Pelatih Spanyol Kritik Barcelona terkait Cedera Lamine Yamal
JAKARTA - Pelatih Tim Nasional (Timnas) Spanyol, Luis de la Fuente, mengkritik kurangnya komunikasi dengan Barcelona terkait kondisi kebugaran Lamine Yamal.
Dia mengatakan La Roja seharusnya diberi tahu sebelumnya tentang perawatan yang membuatnya keluar dari kamp latihan pada Senin, 10 November 2025, waktu setempat.
Yamal masuk dalam skuad Spanyol untuk pertandingan melawan Georgia dan Turki selama jeda internasional ini, tetapi menjalani apa yang disebut Federasi Sepak Bola Spanyol (RFEF) sebagai prosedur radiofrekuensi invasif pada Senin yang mengharuskan istirahat antara tujuh dan 10 hari.
Sang penyerang telah tampil tiga kali untuk Barcelona pekan lalu--bermain 88 menit melawan Elche, 90 menit melawan Club Brugge, dan 89 menit melawan Celta Vigo--setelah berjuang melawan masalah pangkal paha dalam beberapa bulan terakhir.
Baca juga:
"Lamine bergabung karena kami tidak tahu ada masalah. Dia tidak tahu persis apa yang telah dilakukan."
"Dia tidak tahu proses pemulihannya, atau konsekuensinya. Kami tidak tahu apa-apa. Dia harus pulang," kata De la Fuente kepada radio Cadena COPE pada Selasa, 11 November 2025, waktu lokal.
Mengelola kebugaran Yamal telah menjadi masalah yang berkelanjutan musim ini, dengan Manajer Barcelona, Hansi Flick, menuduh Timnas Spanyol tidak memerhatikan sang pemain pada September 2025.
Yamal kemudian terpaksa mundur dari skuad Spanyol berikutnya pada Oktober 2025.
"Kita harus memerhatikan (Yamal). Saya pikir dia kembali ke level terbaiknya, tetapi ini belum berakhir, jadi cedera ini belum selesai."
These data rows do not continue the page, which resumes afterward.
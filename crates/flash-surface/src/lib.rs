//! Host-surface model shared by the FLASH runtime crates.
//!
//! A [`Surface`] is the abstract output document the runtime renders into:
//! a head (title, meta tags, style sheets), a body style, and a set of
//! mount points each holding an ordered node tree. Every structural change
//! relevant to the lifecycle loop (mount inserted, mount source changed,
//! navigation) is published on an event channel consumed by the engine, so
//! re-rendering is driven by an explicit FIFO queue rather than a live
//! observation primitive of a particular host environment.
#![allow(missing_docs)]
#![warn(unsafe_op_in_unsafe_fn)]

use std::sync::Arc;

use parking_lot::Mutex;
use tokio::sync::mpsc::{self, UnboundedReceiver, UnboundedSender};

mod events;
mod head;
mod mount;
mod node;

pub use events::SurfaceEvent;
pub use head::{Head, MetaKey};
pub use mount::{Mount, MountId};
pub use node::{ContainerNode, FrameNode, Node, TextAlign, TextNode};

/// Tag name a host document uses for declarative mount elements.
pub const MOUNT_TAG: &str = "flash-embed";

/// Errors produced by surface mutation operations.
#[derive(Debug, thiserror::Error)]
pub enum Error {
    #[error("no mount with id {0:?}")]
    /// The referenced mount does not exist on this surface.
    NoSuchMount(MountId),
    #[error("node {index} of mount {mount:?} is not a container")]
    /// The referenced node cannot hold children.
    NotAContainer {
        /// Mount the node belongs to.
        mount: MountId,
        /// Index of the node within the mount.
        index: usize,
    },
}

/// Body-level presentation applied from a document's `background` block.
#[derive(Debug, Clone, Default, PartialEq, Eq)]
pub struct BodyStyle {
    pub background_color: Option<String>,
    pub background_image: Option<String>,
    pub scroll_behavior: Option<String>,
}

/// Mutable surface state behind the [`Surface`] handle.
#[derive(Debug, Default)]
struct SurfaceInner {
    head: Head,
    body: BodyStyle,
    mounts: Vec<Mount>,
    next_id: u64,
}

impl SurfaceInner {
    fn mount(&self, id: MountId) -> Option<&Mount> {
        self.mounts.iter().find(|m| m.id == id)
    }

    fn mount_mut(&mut self, id: MountId) -> Option<&mut Mount> {
        self.mounts.iter_mut().find(|m| m.id == id)
    }
}

/// Cheap-to-clone handle onto one host surface.
///
/// All mutation goes through this handle; the inner state is shared and
/// locked so concurrent bit population tasks can write safely.
#[derive(Clone)]
pub struct Surface {
    inner: Arc<Mutex<SurfaceInner>>,
    events: UnboundedSender<SurfaceEvent>,
}

impl Surface {
    /// Create a surface and the event stream the lifecycle loop consumes.
    pub fn new() -> (Self, UnboundedReceiver<SurfaceEvent>) {
        let (tx, rx) = mpsc::unbounded_channel();
        (
            Self {
                inner: Arc::new(Mutex::new(SurfaceInner::default())),
                events: tx,
            },
            rx,
        )
    }

    fn publish(&self, event: SurfaceEvent) {
        // The receiver may be gone during shutdown; mutations still apply.
        self.events.send(event).ok();
    }

    // ----- mounts -----

    /// Insert a mount bound to an external document source.
    pub fn add_sourced_mount(&self, src: impl Into<String>) -> MountId {
        let id = self.insert_mount(Some(src.into()), None);
        self.publish(SurfaceEvent::MountInserted(id));
        id
    }

    /// Insert a mount whose document is the element's own literal text.
    pub fn add_inline_mount(&self, text: impl Into<String>) -> MountId {
        let id = self.insert_mount(None, Some(text.into()));
        self.publish(SurfaceEvent::MountInserted(id));
        id
    }

    fn insert_mount(&self, src: Option<String>, inline: Option<String>) -> MountId {
        let mut inner = self.inner.lock();
        let id = MountId::new(inner.next_id);
        inner.next_id += 1;
        inner.mounts.push(Mount::new(id, src, inline));
        id
    }

    /// Rewrite a mount's source attribute and publish the change.
    pub fn set_mount_src(&self, id: MountId, src: impl Into<String>) {
        {
            let mut inner = self.inner.lock();
            let Some(mount) = inner.mount_mut(id) else {
                return;
            };
            mount.src = Some(src.into());
        }
        self.publish(SurfaceEvent::SourceChanged(id));
    }

    /// Current source attribute of a mount.
    pub fn mount_src(&self, id: MountId) -> Option<String> {
        self.inner.lock().mount(id).and_then(|m| m.src.clone())
    }

    /// Snapshot of (source, done, processed-source) for one pass decision.
    pub fn mount_state(&self, id: MountId) -> Option<(Option<String>, bool, Option<String>)> {
        self.inner
            .lock()
            .mount(id)
            .map(|m| (m.src.clone(), m.done, m.processed_source.clone()))
    }

    /// Record the last source string a pass attempted for this mount.
    pub fn set_processed_source(&self, id: MountId, src: &str) {
        if let Some(m) = self.inner.lock().mount_mut(id) {
            m.processed_source = Some(src.to_string());
        }
    }

    /// Whether the mount completed a render pass.
    pub fn is_done(&self, id: MountId) -> bool {
        self.inner.lock().mount(id).is_some_and(|m| m.done)
    }

    /// Set or clear the done marker.
    pub fn set_done(&self, id: MountId, done: bool) {
        if let Some(m) = self.inner.lock().mount_mut(id) {
            m.done = done;
        }
    }

    /// Take and clear a mount's inline document text (rendered once).
    pub fn take_inline(&self, id: MountId) -> Option<String> {
        self.inner
            .lock()
            .mount_mut(id)
            .and_then(|m| m.inline.take())
    }

    /// Remove all rendered children of a mount ahead of a fresh pass.
    pub fn clear_mount(&self, id: MountId) {
        if let Some(m) = self.inner.lock().mount_mut(id) {
            m.children.clear();
        }
    }

    /// Append a node to a mount, returning its index.
    pub fn push_node(&self, id: MountId, node: Node) -> Result<usize, Error> {
        let mut inner = self.inner.lock();
        let mount = inner.mount_mut(id).ok_or(Error::NoSuchMount(id))?;
        mount.children.push(node);
        Ok(mount.children.len() - 1)
    }

    /// Append a child into a container node of a mount.
    pub fn append_to_container(&self, id: MountId, index: usize, child: Node) -> Result<(), Error> {
        let mut inner = self.inner.lock();
        let mount = inner.mount_mut(id).ok_or(Error::NoSuchMount(id))?;
        match mount.children.get_mut(index) {
            Some(Node::Container(c)) => {
                c.children.push(child);
                Ok(())
            }
            _ => Err(Error::NotAContainer { mount: id, index }),
        }
    }

    /// Clone the rendered node list of a mount (inspection and tests).
    pub fn mount_nodes(&self, id: MountId) -> Vec<Node> {
        self.inner
            .lock()
            .mount(id)
            .map(|m| m.children.clone())
            .unwrap_or_default()
    }

    /// Ids of all mounts in insertion order.
    pub fn mount_ids(&self) -> Vec<MountId> {
        self.inner.lock().mounts.iter().map(|m| m.id).collect()
    }

    /// Signal a navigation (history/hash change analog); re-scans mounts.
    pub fn notify_navigation(&self) {
        self.publish(SurfaceEvent::Navigated);
    }

    // ----- head -----

    /// Set the document title.
    pub fn set_title(&self, title: &str) {
        self.inner.lock().head.title = Some(title.to_string());
    }

    /// Current document title.
    pub fn title(&self) -> Option<String> {
        self.inner.lock().head.title.clone()
    }

    /// Create or overwrite a meta tag.
    pub fn set_meta(&self, key: MetaKey, content: &str) {
        self.inner.lock().head.set_meta(key, content);
    }

    /// Content of a meta tag, if present.
    pub fn meta(&self, key: MetaKey) -> Option<String> {
        self.inner.lock().head.meta(key).map(str::to_string)
    }

    /// Insert or replace the style sheet owned by `owner`.
    pub fn upsert_style(&self, owner: &str, css: &str) {
        self.inner.lock().head.upsert_style(owner, css);
    }

    /// Style sheet text for an owner, if injected.
    pub fn style(&self, owner: &str) -> Option<String> {
        self.inner.lock().head.style(owner).map(str::to_string)
    }

    // ----- body -----

    /// Set the body background color.
    pub fn set_background_color(&self, color: &str) {
        self.inner.lock().body.background_color = Some(color.to_string());
    }

    /// Set the body background image location.
    pub fn set_background_image(&self, image: &str) {
        self.inner.lock().body.background_image = Some(image.to_string());
    }

    /// Set the scroll behavior hint.
    pub fn set_scroll_behavior(&self, behavior: &str) {
        self.inner.lock().body.scroll_behavior = Some(behavior.to_string());
    }

    /// Snapshot of the body-level presentation.
    pub fn body_style(&self) -> BodyStyle {
        self.inner.lock().body.clone()
    }
}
"Kita harus memerhatikannya, bukan hanya kami, tetapi juga Timnas Spanyol," kata Flick pada akhir pekan kemarin.
Lebih lanjut, De la Fuente berusaha meredam perselisihan tersebut pada Selasa, menyangkal bahwa dia tidak senang dengan penanganan Flick terhadap masalah tersebut.
"Yang dibutuhkan ialah komunikasi, hubungan yang baik, dan berbagi informasi. Dalam kasus ini, tidak ada."
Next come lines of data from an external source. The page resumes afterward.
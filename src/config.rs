//! Configuration loader and schema types.
//!
//! This module exposes the configuration schema used to drive runtime
//! behavior and helpers to load configuration from disk.

mod load;
mod schema;

pub use schema::*;

#[cfg(test)]
mod tests;
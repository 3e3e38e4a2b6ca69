use super::load::{default_config_path, resolve_config_path};
use super::schema::*;
use std::sync::{Mutex, OnceLock};

static ENV_LOCK: OnceLock<Mutex<()>> = OnceLock::new();

fn env_lock() -> std::sync::MutexGuard<'static, ()> {
    ENV_LOCK.get_or_init(|| Mutex::new(())).lock().unwrap()
}

struct EnvGuard {
    key: &'static str,
    old: Option<std::ffi::OsString>,
}

impl EnvGuard {
    fn set(key: &'static str, val: &str) -> Self {
        let old = std::env::var_os(key);
        unsafe {
            std::env::set_var(key, val);
        }
        Self { key, old }
    }

    fn remove(key: &'static str) -> Self {
        let old = std::env::var_os(key);
        unsafe {
            std::env::remove_var(key);
        }
        Self { key, old }
    }
}

impl Drop for EnvGuard {
    fn drop(&mut self) {
        match self.old.take() {
            Some(v) => unsafe {
                std::env::set_var(self.key, v);
            },
            None => unsafe {
                std::env::remove_var(self.key);
            },
        }
    }
}

#[test]
fn defaults_match_the_widget_contract() {
    let s = Settings::default();
    assert_eq!(s.playback.volume, 80);
    assert_eq!(s.controls.volume_step, 5);
    assert!(s.ui.show_cover);
    assert!(s.catalog.path.is_none());
    assert!(s.validate().is_ok());
}

#[test]
fn validate_rejects_out_of_range_values() {
    let mut s = Settings::default();
    s.playback.volume = 101;
    assert!(s.validate().is_err());

    let mut s = Settings::default();
    s.controls.volume_step = 0;
    assert!(s.validate().is_err());
    s.controls.volume_step = 101;
    assert!(s.validate().is_err());
}

#[test]
fn resolve_config_path_prefers_musicflow_config_path() {
    let _lock = env_lock();
    let _g1 = EnvGuard::set("MUSICFLOW_CONFIG_PATH", "/tmp/musicflow-test-config.toml");
    assert_eq!(
        resolve_config_path().unwrap(),
        std::path::PathBuf::from("/tmp/musicflow-test-config.toml")
    );
}

#[test]
fn default_config_path_prefers_xdg_config_home() {
    let _lock = env_lock();
    let _g1 = EnvGuard::set("XDG_CONFIG_HOME", "/tmp/xdg-config-home");
    let _g2 = EnvGuard::set("HOME", "/tmp/home-should-not-win");

    let p = default_config_path().unwrap();
    assert_eq!(
        p,
        std::path::PathBuf::from("/tmp/xdg-config-home")
            .join("musicflow")
            .join("config.toml")
    );
}

#[test]
fn default_config_path_falls_back_to_home_dot_config() {
    let _lock = env_lock();
    let _g1 = EnvGuard::remove("XDG_CONFIG_HOME");
    let _g2 = EnvGuard::set("HOME", "/tmp/home-dir");

    let p = default_config_path().unwrap();
    assert_eq!(
        p,
        std::path::PathBuf::from("/tmp/home-dir")
            .join(".config")
            .join("musicflow")
            .join("config.toml")
    );
}

#[test]
fn settings_load_from_config_file() {
    let _lock = env_lock();

    let dir = tempfile::tempdir().unwrap();
    let cfg_path = dir.path().join("config.toml");
    std::fs::write(
        &cfg_path,
        r#"
[playback]
volume = 40

[ui]
header_text = "hello"
show_cover = false

[controls]
volume_step = 10

[catalog]
path = "/tmp/playlist.toml"
"#,
    )
    .unwrap();

    let _g1 = EnvGuard::set("MUSICFLOW_CONFIG_PATH", cfg_path.to_str().unwrap());
    let _g2 = EnvGuard::remove("MUSICFLOW__PLAYBACK__VOLUME");

    let s = Settings::load().unwrap();
    assert_eq!(s.playback.volume, 40);
    assert_eq!(s.ui.header_text, "hello");
    assert!(!s.ui.show_cover);
    assert_eq!(s.controls.volume_step, 10);
    assert_eq!(
        s.catalog.path.as_deref(),
        Some(std::path::Path::new("/tmp/playlist.toml"))
    );
    assert!(s.validate().is_ok());
}

#[test]
fn settings_env_overrides_config_file() {
    let _lock = env_lock();

    let dir = tempfile::tempdir().unwrap();
    let cfg_path = dir.path().join("config.toml");
    std::fs::write(
        &cfg_path,
        r#"
[playback]
volume = 40
"#,
    )
    .unwrap();

    let _g1 = EnvGuard::set("MUSICFLOW_CONFIG_PATH", cfg_path.to_str().unwrap());
    let _g2 = EnvGuard::set("MUSICFLOW__PLAYBACK__VOLUME", "15");

    let s = Settings::load().unwrap();
    assert_eq!(s.playback.volume, 15);
}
"Saya tidak bisa mengatakan apakah (prosedur itu) seharusnya dilakukan atau tidak, itu tergantung pada klubnya."
"Kami tidak tahu bahwa itu akan dilakukan sebelumnya. Seharusnya kami diberi tahu tentang perawatan itu sebelumnya, bukan sesudahnya," ujar De la Fuente.
Pada Rabu, 12 November 2025, Presiden Barcelona Joan Laporta membantah bahwa klub Catalan itu menyembunyikan informasi dari federasi.
Dia mengatakan kepada Radio Catalunya bahwa pihaknya memberi tahu La Roja segera setelah mengetahuinya.
"Ketika dokter yang merawatnya memberi tahu kami bahwa ia perlu istirahat 10 hari, kami memberi tahu Timnas Spanyol."
"Kami menghormati semua orang, kami tidak berusaha menimbulkan masalah. Kami berusaha memulihkan para pemain kami dengan kecepatan yang terbaik bagi kami."
"Dokter ini datang pada Senin, beliau seorang ahli dan merekomendasikan perawatan ini. Kami ingin Lamine tersedia untuk klub."
"Waktu istirahatnya bertepatan dengan pertandingan Timnas Spanyol, tetapi saya rasa itu tidak akan mengganggu peluang tim untuk lolos (Piala Dunia 2026 ) karena mereka sudah jauh lebih siap."
"Kami melakukan apa yang harus kami lakukan demi kepentingan terbaik Barcelona," tutur Laporta.
Yamal telah menjadi pemain kunci bagi Spanyol asuhan De la Fuente, menjadi bintang saat mereka memenangi Euro 2024 dan mencapai final UEFA Nations League 2025, menjelang Piala Dunia 2026.
Sang pelatih membantah bahwa ia merasa telah kurang dihormati oleh Barcelona dalam perselisihan terbaru ini.
"Ada sesuatu yang jauh lebih penting daripada Luis de la Fuente, yaitu perasaan sebuah negara, sebuah Timnas Spanyol."
"Itulah yang kurang. Saya harus tetap tenang. Posisi saya tidak memungkinkan untuk bersikap dramatis atau mudah tersinggung. Ini tanggung jawab yang besar. Saya mewakili seluruh negara," ujar De la Fuente.